Copy each line below in which the word "utils" occurs.

Dataset entries
--- START ---

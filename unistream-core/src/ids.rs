//! Id generation for tool calls and sources.
//!
//! Generators are shared between streams, so they never hold counters: the
//! per-stream sequence number is passed in by the session.

use std::fmt;

pub trait IdGenerator: Send + Sync + fmt::Debug {
    /// Id for a tool call the provider did not name.
    fn tool_call_id(&self, seq: u64) -> String;
    /// Id for an emitted source.
    fn source_id(&self, seq: u64) -> String;
}

/// `call_0`, `call_1`, ... and `src_0`, `src_1`, ...
///
/// Deterministic, which keeps fixtures and snapshot tests stable.
#[derive(Debug, Clone, Copy, Default)]
pub struct SequentialIds;

impl IdGenerator for SequentialIds {
    fn tool_call_id(&self, seq: u64) -> String {
        format!("call_{seq}")
    }

    fn source_id(&self, seq: u64) -> String {
        format!("src_{seq}")
    }
}

/// `call_<uuid v4>` and `src_<uuid v4>`.
#[derive(Debug, Clone, Copy, Default)]
pub struct UuidIds;

impl IdGenerator for UuidIds {
    fn tool_call_id(&self, _seq: u64) -> String {
        format!("call_{}", uuid::Uuid::new_v4())
    }

    fn source_id(&self, _seq: u64) -> String {
        format!("src_{}", uuid::Uuid::new_v4())
    }
}
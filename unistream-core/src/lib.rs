//! unistream-core
//!
//! Provider-agnostic runtime that turns a provider's raw chunk stream into the
//! canonical [`StreamPart`](unistream_spec::StreamPart) sequence.
//!
//! Data flows one way:
//!
//! ```text
//! transport -> ProviderProtocol::narrow -> ChunkDecoder -> StreamNormalizer -> StreamDriver -> caller
//! ```
//!
//! Vendor JSON shapes are handled entirely inside `ProviderProtocol`
//! implementations (see the `unistream-protocol-*` crates); everything in this
//! crate works on the internal [`RawChunk`] / [`Part`] union.
#![deny(unsafe_code)]

pub mod accumulator;
pub mod block;
pub mod cancel;
pub mod collapse;
pub mod config;
pub mod correlation;
pub mod decoder;
pub mod driver;
pub mod finish;
pub mod ids;
pub mod normalizer;
pub mod part;
pub mod protocol;
pub mod sse;
pub mod tool_input;

pub use accumulator::{UsageAccumulator, UsageSnapshot};
pub use block::{BlockKind, BlockTracker};
pub use cancel::{CancelHandle, new_cancel_handle};
pub use collapse::{collapse_parts, collapse_stream, reasoning_stream, text_stream};
pub use config::NormalizerConfig;
pub use correlation::{CorrelationStore, PendingCall};
pub use decoder::{ChunkDecoder, SessionState};
pub use driver::{PartStream, StreamDriver};
pub use finish::resolve_finish_reason;
pub use ids::{IdGenerator, SequentialIds, UuidIds};
pub use normalizer::{NormalizerState, StreamNormalizer};
pub use part::{Part, RawChunk, SourcePart, TerminalStatus};
pub use protocol::ProviderProtocol;
pub use sse::{JsonValueStream, SseJsonStreamConfig, sse_json_values};
pub use tool_input::ToolInputAssembler;

/// Re-export of the canonical vocabulary.
pub use unistream_spec as spec;
/// Keel - declarative GKE stacks
///
/// Declares a GKE cluster, its namespaces, a service account and an IAM
/// binding as a desired-state plan, and hands it to Pulumi to reconcile.
mod config;
mod declare;
mod output;
mod pulumi;
mod stack;
mod utils;

use anyhow::{Context, Result};
use chrono::{DateTime, Utc};
use clap::{Parser, Subcommand, ValueEnum};
use serde::Serialize;
use std::path::{Path, PathBuf};
use tracing::{error, info, warn};
use tracing_subscriber::{layer::SubscriberExt, util::SubscriberInitExt};

use crate::config::{AccessContext, ClusterVariant, StackConfig};
use crate::declare::Declaration;
use crate::pulumi::{PulumiCli, StackOutputs};
use crate::stack::StackHandles;

/// Placeholder allow-list written by `init` when the caller's IP is not detected
const DOCUMENTATION_CIDR: &str = "203.0.113.0/24";

#[derive(Parser)]
#[command(name = "keel")]
#[command(about = "Declare GKE stacks and reconcile them with Pulumi", long_about = None)]
struct Cli {
    #[command(subcommand)]
    command: Commands,

    /// Configuration file path
    #[arg(short, long, default_value = "stack.yaml")]
    config: PathBuf,

    /// Output directory for the generated program and files
    #[arg(short, long, default_value = "./output")]
    output: PathBuf,

    /// Enable verbose logging
    #[arg(short, long)]
    verbose: bool,
}

#[derive(Subcommand)]
enum Commands {
    /// Generate example configuration file
    Init {
        /// Cluster variant
        #[arg(long, value_enum, default_value_t = Variant::Standard)]
        variant: Variant,

        /// Allow only this machine's public IP to reach the control plane
        #[arg(long)]
        detect_ip: bool,
    },

    /// Print the ordered resource plan
    Plan {
        #[arg(long, value_enum, default_value_t = PlanFormat::Yaml)]
        format: PlanFormat,
    },

    /// Write the Pulumi program without running it
    Render,

    /// Preview changes
    Preview,

    /// Create or update the stack
    Up,

    /// Destroy the stack
    Destroy,

    /// Show stack outputs
    Outputs,
}

#[derive(Clone, Copy, ValueEnum)]
enum Variant {
    Standard,
    Autopilot,
}

#[derive(Clone, Copy, ValueEnum)]
enum PlanFormat {
    Yaml,
    Json,
}

/// Record of the last `up`, written next to the program
#[derive(Serialize)]
struct RunRecord {
    stack: String,
    project_id: String,
    cluster: String,
    started_at: DateTime<Utc>,
    finished_at: DateTime<Utc>,
    outputs: StackOutputs,
}

#[tokio::main]
async fn main() {
    let cli = Cli::parse();

    // Initialize tracing
    let log_level = if cli.verbose { "debug" } else { "info" };
    tracing_subscriber::registry()
        .with(
            tracing_subscriber::EnvFilter::try_from_default_env()
                .unwrap_or_else(|_| format!("keel={}", log_level).into()),
        )
        .with(tracing_subscriber::fmt::layer())
        .init();

    let result = match cli.command {
        Commands::Init { variant, detect_ip } => init_config(&cli, variant, detect_ip).await,
        Commands::Plan { format } => show_plan(&cli, format),
        Commands::Render => render_program(&cli).await.map(|_| ()),
        Commands::Preview => preview_stack(&cli).await,
        Commands::Up => up_stack(&cli).await,
        Commands::Destroy => destroy_stack(&cli).await,
        Commands::Outputs => show_outputs(&cli).await,
    };

    if let Err(e) = result {
        error!("Error: {:#}", e);
        std::process::exit(1);
    }
}

fn load_config(path: &Path) -> Result<StackConfig> {
    StackConfig::from_file(path)
        .with_context(|| format!("Failed to load configuration from {}", path.display()))
}

fn declare_stack(config: &StackConfig) -> Result<(Declaration, StackHandles)> {
    stack::build(config).context("Failed to declare stack")
}

fn project_name(config: &StackConfig) -> String {
    format!("keel-{}", config.cluster.name)
}

/// Write a configuration file to start from
async fn init_config(cli: &Cli, variant: Variant, detect_ip: bool) -> Result<()> {
    if cli.config.exists() {
        anyhow::bail!(
            "Configuration file already exists: {}",
            cli.config.display()
        );
    }

    let authorized = if detect_ip {
        let ip = utils::net::get_current_ip().await?;
        info!("Detected current IP address: {}", ip);
        utils::net::host_cidr(ip)
    } else {
        DOCUMENTATION_CIDR.to_string()
    };

    let variant = match variant {
        Variant::Standard => ClusterVariant::default(),
        Variant::Autopilot => ClusterVariant::Autopilot,
    };
    let example_config = StackConfig::example(variant, vec![authorized]);
    let yaml = serde_yaml::to_string(&example_config)?;

    tokio::fs::write(&cli.config, yaml)
        .await
        .context("Failed to write configuration file")?;

    info!("Example configuration created: {}", cli.config.display());
    info!("");
    info!("Next steps:");
    info!("  1. Set project_id and review the resources in the file");
    if !detect_ip {
        info!(
            "  2. Replace {} in cluster.authorized_networks with the networks allowed to reach the control plane",
            DOCUMENTATION_CIDR
        );
    }
    info!("  3. Review the plan:");
    info!("     keel plan");
    info!("  4. Create the stack:");
    info!("     keel up");

    Ok(())
}

/// Print the resource plan
fn show_plan(cli: &Cli, format: PlanFormat) -> Result<()> {
    let config = load_config(&cli.config)?;
    let (declaration, _) = declare_stack(&config)?;
    info!("Resources: {}", declaration.plan().names().join(", "));

    let text = match format {
        PlanFormat::Yaml => declaration.plan().to_yaml()?,
        PlanFormat::Json => declaration.plan().to_json()?,
    };
    println!("{}", text);

    Ok(())
}

/// Render the Pulumi program into the output directory
async fn render_program(cli: &Cli) -> Result<(StackConfig, Declaration, StackHandles, PulumiCli)> {
    let config = load_config(&cli.config)?;
    let (declaration, handles) = declare_stack(&config)?;

    let description = format!(
        "GKE cluster {} in project {}",
        config.cluster.name, config.project_id
    );
    let program = pulumi::render(declaration.plan(), &project_name(&config), &description)
        .context("Failed to render Pulumi program")?;

    let pulumi_cli = PulumiCli::new(cli.output.clone(), config.stack.clone());
    pulumi_cli.write_program(&program).await?;

    Ok((config, declaration, handles, pulumi_cli))
}

/// Render, check the CLI and select the stack
async fn prepare(cli: &Cli) -> Result<(StackConfig, Declaration, StackHandles, PulumiCli)> {
    PulumiCli::check_installed()
        .await
        .context("pulumi is required")?;

    let prepared = render_program(cli).await?;
    prepared.3.select_stack().await?;
    Ok(prepared)
}

async fn preview_stack(cli: &Cli) -> Result<()> {
    let (_, _, _, pulumi_cli) = prepare(cli).await?;
    let preview = pulumi_cli.preview().await?;
    println!("{}", preview);
    Ok(())
}

/// Create or update the stack
async fn up_stack(cli: &Cli) -> Result<()> {
    info!("Starting stack update...");

    let (config, declaration, handles, pulumi_cli) = prepare(cli).await?;
    info!("Cluster name: {}", config.cluster.name);

    let started_at = Utc::now();
    pulumi_cli.up().await?;
    let finished_at = Utc::now();

    let outputs = pulumi_cli.stack_outputs().await?;
    let resolved = declaration
        .resolve_exports(&outputs)
        .context("Failed to resolve stack outputs")?;
    info!("Resolved {} deferred outputs", resolved);

    let kubeconfig_path = cli.output.join("kubeconfig");
    let wrote_kubeconfig = match (&config.access_context, &handles.kubeconfig) {
        (AccessContext::FromCluster, Some(kubeconfig)) => match kubeconfig.peek() {
            Some(text) => {
                tokio::fs::write(&kubeconfig_path, text)
                    .await
                    .context("Failed to write kubeconfig")?;
                true
            }
            None => {
                warn!("Cluster endpoint was not reported; kubeconfig not written");
                false
            }
        },
        _ => false,
    };

    let record = RunRecord {
        stack: config.stack.clone(),
        project_id: config.project_id.clone(),
        cluster: config.cluster.name.clone(),
        started_at,
        finished_at,
        outputs,
    };
    let record_path = pulumi_cli.workdir().join("last-run.json");
    tokio::fs::write(&record_path, serde_json::to_string_pretty(&record)?)
        .await
        .context("Failed to write run record")?;

    info!("✓ Stack update completed successfully!");
    info!("");
    info!("Stack details:");
    info!("  Stack: {}", config.stack);
    if let Some(name) = handles.cluster.name.peek() {
        info!("  Cluster: {}", name);
    }
    if let Some(endpoint) = declaration.export("clusterEndpoint") {
        let server = endpoint.map(|ip| format!("https://{}", ip));
        if let Some(server) = server.peek() {
            info!("  API server: {}", server);
        }
    }
    if let Some(email) = handles.account.as_ref().and_then(|a| a.email.peek()) {
        info!("  Service account: {}", email);
    }
    if let Some(binding) = &handles.binding {
        if let Some(member) = binding.member.peek() {
            info!("  Role: {} granted to {}", binding.role, member);
        }
    }
    let namespaces: Vec<String> = handles
        .namespaces
        .iter()
        .filter_map(|namespace| namespace.name.peek())
        .collect();
    info!("  Namespaces: {}", namespaces.join(", "));
    info!(
        "  Duration: {}s",
        (finished_at - started_at).num_seconds()
    );
    if wrote_kubeconfig {
        info!("");
        info!("To access your cluster:");
        info!("  export KUBECONFIG={}", kubeconfig_path.display());
        info!("  kubectl get namespaces");
    }

    Ok(())
}

/// Destroy the stack
async fn destroy_stack(cli: &Cli) -> Result<()> {
    info!("Starting stack destruction...");

    let (config, _, _, pulumi_cli) = prepare(cli).await?;
    pulumi_cli.destroy().await?;

    info!("✓ Stack {} destroyed successfully", config.stack);
    Ok(())
}

/// Show stack outputs
async fn show_outputs(cli: &Cli) -> Result<()> {
    let (_, _, _, pulumi_cli) = prepare(cli).await?;
    let outputs = pulumi_cli.stack_outputs().await?;

    if outputs.is_empty() {
        info!("Stack has no outputs yet");
        return Ok(());
    }
    println!("{}", serde_json::to_string_pretty(&outputs)?);
    Ok(())
}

--- END ---

EXERCISE RESULT:
mod utils;
        let ip = utils::net::get_current_ip().await?;
        utils::net::host_cidr(ip)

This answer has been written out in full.